Imagine
watching the same episode of Murder She
Wrote over and over again. If that
isn’t Hell, it is probably close enough.
Maybe a Columbo wouldn’t be so
bad, but Lisa Johnson’s parents have pretty vanilla tastes. Do not judge them too harshly for being stuck
in the 1980’s, because they are sort of dead. Recovering awareness of their
eternally looping existence, Johnson will reach out to other girls like her in
hopes of breaking a pernicious supernatural cycle of terror in Vincenzo Natali’s
Haunter (trailer here), which opens this
Friday at the IFC Center.
The
Johnson family was murdered in 1986. Every
day since, they relive that fateful Sunday, unaware of their paranormal
condition. At least they still have a
cool president. Somehow, their daughter
has awakened to some extent. Cognizant
of the wicked déjà vu happening, she starts having what might be described as
ghostly experiences. Soon she suspects
other families are trapped in a similar stasis within the house, but in
different time periods. Eventually, she
will make contact with teen-aged girls in both the past and the future, but her
consciousness does not go unnoticed.
Haunter is easily one of
the best horror films of this Halloween season.
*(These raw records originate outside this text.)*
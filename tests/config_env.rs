//! Process defaults are global; everything that touches them lives in this one test binary
//! and runs in a single test.

use eventually::{install_global, DeferredConfig, StrategyName, TimeoutConstraint};
use std::time::Duration;

#[test]
fn environment_feeds_process_defaults() {
    std::env::set_var("DEFERRED_RETRY_STRATEGY", "fibonacci");
    std::env::set_var("DEFERRED_RETRY_TIMEOUT", " 2S ");
    std::env::set_var("DEFERRED_MAXIMUM_POLLING_TIME", "75ms");

    let from_env = DeferredConfig::from_env().unwrap();
    assert_eq!(from_env.strategy, StrategyName::Fibonacci);
    assert_eq!(from_env.retry_timeout, Duration::from_secs(2));
    assert_eq!(from_env.maximum_polling, Duration::from_millis(75));

    // first use assembles the default from the environment
    assert_eq!(DeferredConfig::global(), &from_env);

    // once assembled it is never replaced or re-read
    std::env::set_var("DEFERRED_RETRY_TIMEOUT", "9h");
    assert!(install_global(DeferredConfig::default()).is_err());
    assert_eq!(DeferredConfig::global().retry_timeout, Duration::from_secs(2));

    let within = TimeoutConstraint::within(Duration::from_millis(500));
    assert_eq!(within.max_total(), Some(Duration::from_millis(500)));
    assert_eq!(within.max_polling(), Some(Duration::from_millis(75)));
    let delays: Vec<_> = within.backoff().delays().take(5).collect();
    assert_eq!(delays, [0, 1, 1, 2, 3].map(Duration::from_millis).to_vec());

    let defaults = TimeoutConstraint::default();
    assert_eq!(defaults.max_total(), Some(Duration::from_secs(2)));
}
Natali maintains an overwhelming vibe of creeping dread, while Brian
King’s screenplay ranges into surreal, mind-bending territory. The closest comparison film would probably
the metaphysical horror of H.P. Mendoza’s ambitious indie I Am a Ghost, but Haunter has
a more mainstream Nightmare on Elm Street
dimension to it.
Regardless,
Haunter is the freshest horror outing
since probably Mendoza’s film. It
delivers about a half dozen game-changing twists and they each work
surprisingly well. There is no padding in King’s script. Everything happens for a purpose. Perhaps most importantly, it keeps viewers on
edge from start to finish.
As
Johnson, Abigail Breslin is on-screen front-and-center more or less the entire
time, so the film largely depends on her.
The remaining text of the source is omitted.